Question

an object is thrown at an angle theta with horizontal if the elevation angle of the object at its highest point as seen from the point of projection is tan inverse 1 by 2 then theta is​

Answer 1

Answer:

Given:

Object thrown at angle θ with the horizontal.
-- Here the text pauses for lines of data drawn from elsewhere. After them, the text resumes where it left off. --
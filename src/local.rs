//! The thread-local span buffer: the only moving part on the hot path that
//! isn't already lock-free. One [`LocalSpanBuffer`] is kept per `(thread,
//! trace)` pair in thread-local storage, so it is only ever touched by the
//! thread that owns it — no locking needed until it flushes into the shared
//! [`crate::context::TraceContext`].
//!
//! Grounded on the `TraceLocal`/`thread_local!` design in
//! `tikv-minitrace-rust`'s `trace_local.rs`, generalized from a single
//! global trace to one buffer per live trace per thread.

use std::cell::RefCell;
use std::collections::HashMap;
use std::rc::Rc;
use std::sync::Arc;

use crate::clock;
use crate::context::TraceContext;
use crate::slab::{BufferList, SlotRef};
use crate::span::Span;

pub(crate) struct LocalSpanBuffer {
    trace: Arc<TraceContext>,
    buffer: Option<BufferList>,
    ref_count: usize,
}

impl LocalSpanBuffer {
    fn new(trace: Arc<TraceContext>) -> Self {
        LocalSpanBuffer {
            trace,
            buffer: None,
            ref_count: 0,
        }
    }

    /// Record a new open span and bump the ref count. Allocates a fresh
    /// `BufferList` if this is the first live span in the buffer.
    pub(crate) fn push_span(&mut self, parent_id: u64, event: String) -> (SlotRef, u64) {
        if self.buffer.is_none() {
            self.buffer = Some(BufferList::new());
        }
        let id = crate::id::next_span_id();
        let span = Span::new_open(id, parent_id, event, clock::mono_ns());
        let slot = self.buffer.as_mut().expect("just allocated").push(span);
        self.ref_count += 1;
        (slot, id)
    }

    pub(crate) fn add_property(&mut self, slot: SlotRef, key: String, value: String) {
        if let Some(buffer) = self.buffer.as_mut() {
            buffer.get_mut(slot).properties.push((key, value));
        }
    }

    /// Close the span at `slot`: stamp its duration and rebase its start
    /// time onto wall-clock. Flushes the whole buffer into the trace context
    /// once the ref count reaches zero.
    pub(crate) fn finish_span(&mut self, slot: SlotRef) {
        let end_mono = clock::mono_ns();
        if let Some(buffer) = self.buffer.as_mut() {
            let span = buffer.get_mut(slot);
            span.duration_ns = end_mono.saturating_sub(span.begin_unix_ns);
            span.begin_unix_ns = clock::rebase(
                self.trace.create_mono_ns,
                self.trace.create_unix_ns,
                span.begin_unix_ns,
            );
        }
        debug_assert!(self.ref_count > 0, "finish_span called more times than push_span");
        self.ref_count = self.ref_count.saturating_sub(1);
        if self.ref_count == 0 {
            if let Some(buffer) = self.buffer.take() {
                self.trace.push_spans(buffer.collect());
            }
        }
    }
}

thread_local! {
    static LOCAL_BUFFERS: RefCell<HashMap<usize, Rc<RefCell<LocalSpanBuffer>>>> =
        RefCell::new(HashMap::new());
}

fn trace_key(trace: &Arc<TraceContext>) -> usize {
    Arc::as_ptr(trace) as usize
}

/// Look up (or create) this thread's buffer for `trace`. Because thread
/// locals are per-thread by construction, a carrier that moved to a new
/// thread automatically lands on a fresh buffer here — the "force a new
/// LocalSpanBuffer on cross-thread transfer" invariant falls out of the
/// storage model rather than needing an explicit check.
pub(crate) fn local_buffer_for(trace: &Arc<TraceContext>) -> Rc<RefCell<LocalSpanBuffer>> {
    LOCAL_BUFFERS.with(|map| {
        map.borrow_mut()
            .entry(trace_key(trace))
            .or_insert_with(|| Rc::new(RefCell::new(LocalSpanBuffer::new(trace.clone()))))
            .clone()
    })
}

/// Drop this thread's buffer entry for `trace` once it has fully drained
/// (ref_count reached zero). Keeps the thread-local map from accumulating
/// one stale entry per trace ever opened on a long-lived thread (e.g. a
/// thread pool worker).
pub(crate) fn release_if_drained(trace: &Arc<TraceContext>) {
    LOCAL_BUFFERS.with(|map| {
        let mut map = map.borrow_mut();
        let key = trace_key(trace);
        let drained = map
            .get(&key)
            .map(|buf| buf.borrow().ref_count == 0)
            .unwrap_or(false);
        if drained {
            map.remove(&key);
        }
    });
}
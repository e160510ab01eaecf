//! Entry points: start a trace, open child spans from a carrier, and
//! collect everything recorded once the trace is done.
//!
//! ```
//! use microtrace::start_root;
//!
//! let (ctx, root) = start_root(1, "request").unwrap();
//! let mut child = ctx.start_child("db.query");
//! child.add_property("table", "users");
//! child.finish();
//! drop(root);
//!
//! let (spans, _) = microtrace::collect(&ctx);
//! assert_eq!(spans.len(), 2);
//! ```

use std::any::Any;

use crate::carrier::{CancelContext, SpanContext};
use crate::context::TraceContext;
use crate::error::TraceError;
use crate::handle::{SpanHandle, TraceHandle};
use crate::local;

/// Begin a new trace and its root span. `trace_id` is caller-supplied and
/// must be non-zero (callers that don't have a natural id of their own can
/// use [`crate::id`]'s policy by generating one themselves before calling
/// this). This is the crate's only other fallible entry point besides
/// exporter config construction — everything after the root span is open
/// stays infallible.
pub fn start_root(trace_id: u64, event: impl Into<String>) -> Result<(SpanContext, TraceHandle), TraceError> {
    start_root_with_attachment(trace_id, event, None)
}

/// As [`start_root`], with an opaque attachment stored alongside the
/// collected spans (e.g. a request id or a sampling decision the exporter
/// wants to see again at collect time).
pub fn start_root_with_attachment(
    trace_id: u64,
    event: impl Into<String>,
    attachment: Option<Box<dyn Any + Send + Sync>>,
) -> Result<(SpanContext, TraceHandle), TraceError> {
    if trace_id == 0 {
        return Err(TraceError::ZeroTraceId);
    }
    let trace = TraceContext::new(trace_id, attachment);
    let root_ctx = SpanContext::new(trace.clone(), 0);
    let handle = open_span(&root_ctx, event.into());
    // The carrier handed back to the caller must point at the root span's
    // real id, not the placeholder 0 used to open it — otherwise every span
    // opened directly off it would be parented at 0, i.e. a second root.
    let ctx = handle.context();
    Ok((ctx, TraceHandle::new(handle)))
}

impl SpanContext {
    /// Open a child span whose parent is this carrier's current span. Safe
    /// to call from a different thread than the one that created the
    /// carrier: the underlying buffer is always this thread's own.
    pub fn start_child(&self, event: impl Into<String>) -> SpanHandle {
        self.note_thread_if_changed();
        open_span(self, event.into())
    }
}

fn open_span(ctx: &SpanContext, event: String) -> SpanHandle {
    if ctx.trace.is_terminated() {
        log::debug!(
            "start_child called on trace {:#x} after it was collected; returning a no-op span",
            ctx.trace.trace_id()
        );
        return SpanHandle::new_noop(ctx.trace.clone(), 0);
    }
    let buffer = local::local_buffer_for(&ctx.trace);
    let (slot, span_id) = buffer.borrow_mut().push_span(ctx.current_span_id, event);
    SpanHandle::new_open(ctx.trace.clone(), span_id, buffer, slot)
}

/// Open a child span by recovering the carrier from a host's own
/// cancellation/deadline context rather than holding one directly. If the
/// host context has no carrier attached — the calling code isn't part of
/// any trace — returns a no-op handle rather than failing: tracing must
/// never become a hard dependency for code paths that don't have one.
pub fn start_span(host_ctx: &dyn CancelContext, event: impl Into<String>) -> SpanHandle {
    match SpanContext::from_context(host_ctx) {
        Some(ctx) => ctx.start_child(event),
        None => SpanHandle::detached_noop(),
    }
}

/// As [`start_span`], also returning a carrier (attached under the same
/// host context's well-known key by the caller, if desired) for passing to
/// further callees.
pub fn start_span_with_context(
    host_ctx: &dyn CancelContext,
    event: impl Into<String>,
) -> (Option<SpanContext>, SpanHandle) {
    match SpanContext::from_context(host_ctx) {
        Some(ctx) => {
            let handle = ctx.start_child(event);
            (Some(handle.context()), handle)
        }
        None => (None, SpanHandle::detached_noop()),
    }
}

/// The currently active `(span_id, trace_id)` pair, if `host_ctx` carries a
/// live tracing carrier.
pub fn current_id(host_ctx: &dyn CancelContext) -> Option<(u64, u64)> {
    let ctx = SpanContext::from_context(host_ctx)?;
    Some((ctx.current_span_id, ctx.trace_id()))
}

/// Collect everything recorded on the trace `ctx` belongs to, and terminate
/// it. Any span handle still open at this point will flush into an
/// already-collected trace and be silently dropped — finish spans before
/// collecting if you need them represented.
pub fn collect(ctx: &SpanContext) -> (Vec<crate::span::Span>, Option<Box<dyn Any + Send + Sync>>) {
    ctx.trace.collect()
}
use thiserror::Error;

/// Errors returned by the crate's configuration-time entry points.
///
/// Nothing on the span hot path (`start_child`, `add_property`, `finish`)
/// returns a `Result`; failures there degrade to no-ops, see the crate docs.
#[derive(Error, Debug)]
pub enum TraceError {
    #[error("trace id must be non-zero")]
    ZeroTraceId,
    #[error("exporter service name must not be empty")]
    EmptyServiceName,
}
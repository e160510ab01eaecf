//! The propagation handle: a cheap, `Clone`-able reference to a trace that
//! can cross thread and task boundaries. Modeled on the `spanContext`
//! wrapping an arbitrary parent `context.Context` in the original Go
//! implementation's `context.go` — here realized as a small
//! [`CancelContext`] trait so this crate stays agnostic to whatever
//! cancellation/deadline machinery the host already uses.

use std::any::Any;
use std::sync::Arc;
use std::thread::ThreadId;

use crate::context::TraceContext;

/// A carrier's attachment point inside a host's own context object. There is
/// only one key today; it exists as an enum (rather than a bare constant) so
/// a future revision can add keys without breaking callers matching on it.
#[derive(Debug, Clone, Copy, PartialEq, Eq, Hash)]
pub enum ContextKey {
    Trace,
}

/// A minimal stand-in for whatever cancellation/deadline context a host
/// application threads through its own call graph (think `context.Context`
/// in Go, or a request-scoped struct in an async framework). `microtrace`
/// only ever reads the one key it wrote.
pub trait CancelContext {
    fn get(&self, key: ContextKey) -> Option<&(dyn Any + Send + Sync)>;
    fn insert(&mut self, key: ContextKey, value: Box<dyn Any + Send + Sync>);
}

/// A [`CancelContext`] for hosts with no cancellation machinery of their
/// own — a synchronous CLI, a test harness, a single-shot batch job.
#[derive(Default)]
pub struct NoopCancelContext {
    slot: Option<Box<dyn Any + Send + Sync>>,
}

impl CancelContext for NoopCancelContext {
    fn get(&self, key: ContextKey) -> Option<&(dyn Any + Send + Sync)> {
        match key {
            ContextKey::Trace => self.slot.as_deref(),
        }
    }

    fn insert(&mut self, key: ContextKey, value: Box<dyn Any + Send + Sync>) {
        match key {
            ContextKey::Trace => self.slot = Some(value),
        }
    }
}

/// The propagation handle for one point in a trace: which trace it belongs
/// to, and which span is the parent of anything opened from here. Cheap to
/// clone and safe to send across threads; the span data itself lives in
/// thread-local storage and is never touched by this type directly.
#[derive(Clone)]
pub struct SpanContext {
    pub(crate) trace: Arc<TraceContext>,
    pub(crate) current_span_id: u64,
    owner_thread: ThreadId,
}

impl SpanContext {
    pub(crate) fn new(trace: Arc<TraceContext>, current_span_id: u64) -> Self {
        SpanContext {
            trace,
            current_span_id,
            owner_thread: std::thread::current().id(),
        }
    }

    pub fn trace_id(&self) -> u64 {
        self.trace.trace_id()
    }

    /// Run `f` against the trace's opaque attachment while the trace is
    /// still live. Returns `None` once the trace has been collected.
    pub fn access_attachment<F, R>(&self, f: F) -> Option<R>
    where
        F: FnOnce(Option<&mut (dyn Any + Send + Sync)>) -> R,
    {
        self.trace.access_attachment(f)
    }

    pub(crate) fn note_thread_if_changed(&self) {
        let here = std::thread::current().id();
        if here != self.owner_thread {
            log::debug!(
                "span context for trace {:#x} crossed from thread {:?} to {:?}; opening on a fresh local buffer",
                self.trace.trace_id(),
                self.owner_thread,
                here
            );
        }
    }

    /// Stash this carrier in `ctx` under the well-known trace key, so a
    /// host's own context propagation carries it along for free.
    pub fn attach(self, ctx: &mut dyn CancelContext) {
        ctx.insert(ContextKey::Trace, Box::new(self));
    }

    /// Recover a previously attached carrier from a host context.
    pub fn from_context(ctx: &dyn CancelContext) -> Option<&SpanContext> {
        ctx.get(ContextKey::Trace)?.downcast_ref::<SpanContext>()
    }
}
Angle of elevation of the object at highest point wrt Point of Projection be α = tan^-1(½)

To find:

Angle of Projection.

Concept:

Let the angle of elevation wrt Projection point be ∠α and angle of elevation wrt point of reaching the ground be ∠β

You should remember the following relationship :

$\boxed{ \sf{\tan( \theta) = \tan( \alpha ) + \tan( \beta )}}$

Seeing the symmetry of the parabola , we can say :

$\angle \alpha = \angle \beta$

So, the equation becomes :

$\tan( \theta) = \tan( \alpha ) + \tan( \alpha )$

$\implies\tan( \theta) = 2\tan( \alpha )$

Calculation:

Putting all the available values :

$\therefore\tan( \theta) = 2\tan( \alpha )$

$\implies\tan( \theta) = 2\tan \{ {tan}^{ - 1} ( \frac{1}{2}) \}$

$\implies\tan( \theta) = 2 \times \dfrac{1}{2}$

$\implies\tan( \theta) = 1$

$\implies \theta = 45 \degree$

So final answer :

$\boxed{ \red{ \huge{\theta = 45 \degree}}}$